Adolescence is a time when teenagers begin to explore and assert their personal identities. Adolescent anger is a part of growing up. Physical and emotional changes occur at a rapid pace, the need for acceptance gains importance and every teen tends to learn how to cope with the new changes. Adolescents also learn to get along with others and discover their own self. Learning to adapt to these changes may create anger and sometimes even aggression in some teenagers.
Understanding the causes of anger and aggression may help parents and adolescents to cope with their anger in a more effective way.
Anger is a normal emotion to distress, but requires appropriate expression. Some of the common triggers for anger in adolescents may include feeling of being misunderstood, feeling disrespected, too many expectations from school or parents, social pressures to look good, clashes or arguments with friends, etc.
Parents may be of great help in making their adolescents understand and cope with their anger. Parents can help the adolescents develop skills for anger management and also provide them guidance on other skills, absence of which may be causing the expression of anger, such as assertiveness and communication skills. Parents can:
Communicate and listen to the adolescent sincerely, allowing him/her to express his/her needs and causes of anger.
Help the adolescent identify the triggers and signs that make him/her angry.
Encourage adequate coping skills to deal with stress and anger in an effective manner.

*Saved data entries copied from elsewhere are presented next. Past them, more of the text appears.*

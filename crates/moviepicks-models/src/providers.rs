use serde::{Deserialize, Serialize};
use std::collections::HashMap;

/// Watch providers per region (ISO 3166-1 code → categories)
pub type ProviderMap = HashMap<String, RegionProviders>;

/// Provider names per offer category within one region
#[derive(Debug, Clone, Serialize, Deserialize, PartialEq, Eq, Default)]
pub struct RegionProviders {
    #[serde(default)]
    pub flatrate: Vec<String>,
    #[serde(default)]
    pub rent: Vec<String>,
    #[serde(default)]
    pub buy: Vec<String>,
    #[serde(default)]
    pub ads: Vec<String>,
}

/// Where an item can be watched, after region and platform narrowing
#[derive(Debug, Clone, Serialize, Deserialize, PartialEq, Eq)]
#[serde(tag = "status", content = "providers", rename_all = "snake_case")]
pub enum StreamingAvailability {
    Available(Vec<String>),
    UnavailableInRegion,
}

impl StreamingAvailability {
    pub fn is_available(&self) -> bool {
        matches!(self, StreamingAvailability::Available(names) if !names.is_empty())
    }

    pub fn providers(&self) -> &[String] {
        match self {
            StreamingAvailability::Available(names) => names,
            StreamingAvailability::UnavailableInRegion => &[],
        }
    }
}
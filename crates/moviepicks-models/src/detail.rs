use serde::{Deserialize, Serialize};

/// Full per-item detail from the catalog, with credits, release
/// certifications, videos and external ids attached.
///
/// This is the catalog's view of an item; the enrichment pipeline merges it
/// with provider and sensitivity data into an `EnrichedItem`.
#[derive(Debug, Clone, Serialize, Deserialize, PartialEq, Default)]
pub struct MovieDetail {
    pub id: u64,
    pub title: String,
    #[serde(skip_serializing_if = "Option::is_none")]
    pub release_date: Option<String>,
    pub average_rating: f64,
    pub vote_count: u32,
    #[serde(skip_serializing_if = "Option::is_none")]
    pub runtime_minutes: Option<u32>,
    #[serde(default)]
    pub genre_ids: Vec<u32>,
    #[serde(default)]
    pub genre_names: Vec<String>,
    #[serde(default)]
    pub overview: String,
    #[serde(default)]
    pub spoken_languages: Vec<SpokenLanguage>,
    /// Cast names in catalog billing order
    #[serde(default)]
    pub cast: Vec<String>,
    #[serde(default)]
    pub crew: Vec<CrewCredit>,
    /// Release entries grouped per region, in catalog order
    #[serde(default)]
    pub releases: Vec<RegionRelease>,
    #[serde(default)]
    pub videos: Vec<Video>,
    #[serde(skip_serializing_if = "Option::is_none")]
    pub imdb_id: Option<String>,
}

#[derive(Debug, Clone, Serialize, Deserialize, PartialEq, Eq)]
pub struct SpokenLanguage {
    pub iso_639_1: String,
    #[serde(skip_serializing_if = "Option::is_none")]
    pub english_name: Option<String>,
}

#[derive(Debug, Clone, Serialize, Deserialize, PartialEq, Eq)]
pub struct CrewCredit {
    pub name: String,
    pub job: String,
}

/// Certifications of every release in one region (ISO 3166-1 code).
/// Empty strings are kept; consumers decide what "present" means.
#[derive(Debug, Clone, Serialize, Deserialize, PartialEq, Eq)]
pub struct RegionRelease {
    pub region: String,
    #[serde(default)]
    pub certifications: Vec<String>,
}

#[derive(Debug, Clone, Serialize, Deserialize, PartialEq, Eq)]
pub struct Video {
    pub site: String,
    pub kind: String, // "Trailer", "Teaser", "Clip", ...
    pub key: String,
    #[serde(skip_serializing_if = "Option::is_none")]
    pub official: Option<bool>,
}
pub mod config;
pub mod credentials;
pub mod error;
pub mod paths;

pub use config::{BandConfig, CatalogConfig, Config, EligibilityConfig, EnrichmentConfig, HistoryConfig, NotifierConfig, ScheduleConfig, SelectionConfig, SelectionPolicyKind, SensitivityConfig, default_bands, default_major_platforms};
pub use credentials::{CredentialStore, Credentials, KNOWN_SETTINGS};
pub use error::ConfigError;
pub use paths::{PathManager, container_base_path};
use std::fmt::Display;
use thiserror::Error;

/// Failure of an external collaborator.
///
/// None of these are fatal to a run: callers skip the affected page, item
/// or field and fall back to a documented sentinel.
#[derive(Debug, Error)]
pub enum SourceError {
    /// Non-2xx status, network error or timeout
    #[error("{source_name} unavailable: {reason}")]
    Unavailable { source_name: &'static str, reason: String },

    /// The collaborator answered, but not in the expected shape
    #[error("malformed response from {source_name}: {reason}")]
    MalformedResponse { source_name: &'static str, reason: String },

    #[error("{0} is not configured")]
    NotConfigured(&'static str),
}

impl SourceError {
    pub fn unavailable(source_name: &'static str, reason: impl Display) -> Self {
        Self::Unavailable {
            source_name,
            reason: reason.to_string(),
        }
    }

    pub fn malformed(source_name: &'static str, reason: impl Display) -> Self {
        Self::MalformedResponse {
            source_name,
            reason: reason.to_string(),
        }
    }

    /// Body decoding problems are shape problems; everything else reqwest
    /// reports (connect, timeout, status) means the source is unavailable.
    pub fn from_reqwest(source_name: &'static str, err: reqwest::Error) -> Self {
        if err.is_decode() {
            Self::malformed(source_name, err)
        } else {
            Self::unavailable(source_name, err)
        }
    }

    pub fn is_malformed(&self) -> bool {
        matches!(self, SourceError::MalformedResponse { .. })
    }
}
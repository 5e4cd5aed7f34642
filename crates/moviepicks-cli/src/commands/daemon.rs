use super::{history_path, load_config, load_credentials};
use crate::output::Output;
use chrono::Utc;
use color_eyre::Result;
use moviepicks_config::PathManager;
use moviepicks_core::PicksOrchestrator;
use std::sync::Arc;
use tokio::sync::Mutex;
use tokio_cron_scheduler::{Job, JobScheduler};
use tracing::info;

/// Runs are serialized through the mutex; a fire that arrives while a run is
/// still going waits for it instead of overlapping.
async fn run_once(orchestrator: &Mutex<PicksOrchestrator>, trigger: &'static str) {
    let orchestrator = orchestrator.lock().await;
    info!(operation = "scheduled_run_start", trigger, "Starting picks run");

    let result = orchestrator.run(Utc::now()).await;
    info!(
        operation = "scheduled_run_complete",
        trigger,
        theme = %result.theme,
        picks = result.items.len(),
        delivered = result.delivered,
        history_persisted = result.history_persisted,
        duration_ms = result.duration_ms,
        "Picks run finished"
    );
}

pub async fn run_daemon(schedule_override: Option<String>, no_startup_run: bool, output: &Output) -> Result<()> {
    let path_manager = PathManager::default();
    path_manager
        .ensure_directories()
        .map_err(|e| color_eyre::eyre::eyre!("Failed to create application directories: {}", e))?;

    let config = load_config(&path_manager)?;
    let credentials = load_credentials(&path_manager)?;
    let history_file = history_path(&config, &path_manager);

    let orchestrator = PicksOrchestrator::from_config(&config, &credentials, history_file, false)
        .map_err(|e| color_eyre::eyre::eyre!("Configuration check failed: {}", e))?;
    let orchestrator = Arc::new(Mutex::new(orchestrator));

    let schedule = schedule_override.unwrap_or_else(|| config.schedule.cron.clone());

    if !no_startup_run {
        info!(operation = "scheduler_startup", "Running picks on startup");
        run_once(&orchestrator, "startup").await;
    }

    let mut scheduler = JobScheduler::new()
        .await
        .map_err(|e| color_eyre::eyre::eyre!("Failed to create scheduler: {:?}", e))?;

    let job_orchestrator = orchestrator.clone();
    let job = Job::new_async(schedule.as_str(), move |_uuid, _lock| {
        let orchestrator = job_orchestrator.clone();
        Box::pin(async move {
            run_once(&orchestrator, "cron").await;
        })
    })
    .map_err(|e| color_eyre::eyre::eyre!("Invalid cron schedule '{}': {:?}", schedule, e))?;

    scheduler
        .add(job)
        .await
        .map_err(|e| color_eyre::eyre::eyre!("Failed to add scheduled job: {:?}", e))?;
    scheduler
        .start()
        .await
        .map_err(|e| color_eyre::eyre::eyre!("Failed to start scheduler: {:?}", e))?;

    info!(
        operation = "scheduler_started",
        schedule = %schedule,
        utc_offset_minutes = config.schedule.utc_offset_minutes,
        "Scheduler started"
    );
    output.info(format!(
        "Daemon running with schedule '{}' (UTC). Logs: {}. Press Ctrl-C to stop.",
        schedule,
        path_manager.daemon_log_file().display()
    ));

    tokio::signal::ctrl_c().await?;

    info!(operation = "scheduler_stopping", "Shutdown signal received");
    scheduler
        .shutdown()
        .await
        .map_err(|e| color_eyre::eyre::eyre!("Failed to stop scheduler: {:?}", e))?;
    output.success("Daemon stopped");

    Ok(())
}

Ensure a good lifestyle and ascertain the need for it to maintain a positive approach, e.g., diet, sleep and exercise.
Demonstrate themselves as good models for anger management.
Seek help from trained professionals as it may help in exploring the roots of anger and the adolescent's needs, ways to address them, and developing anger management skills.
Support and guidance from parents and trained professionals can help the adolescents to learn effective skills for anger management, making positive changes in their life.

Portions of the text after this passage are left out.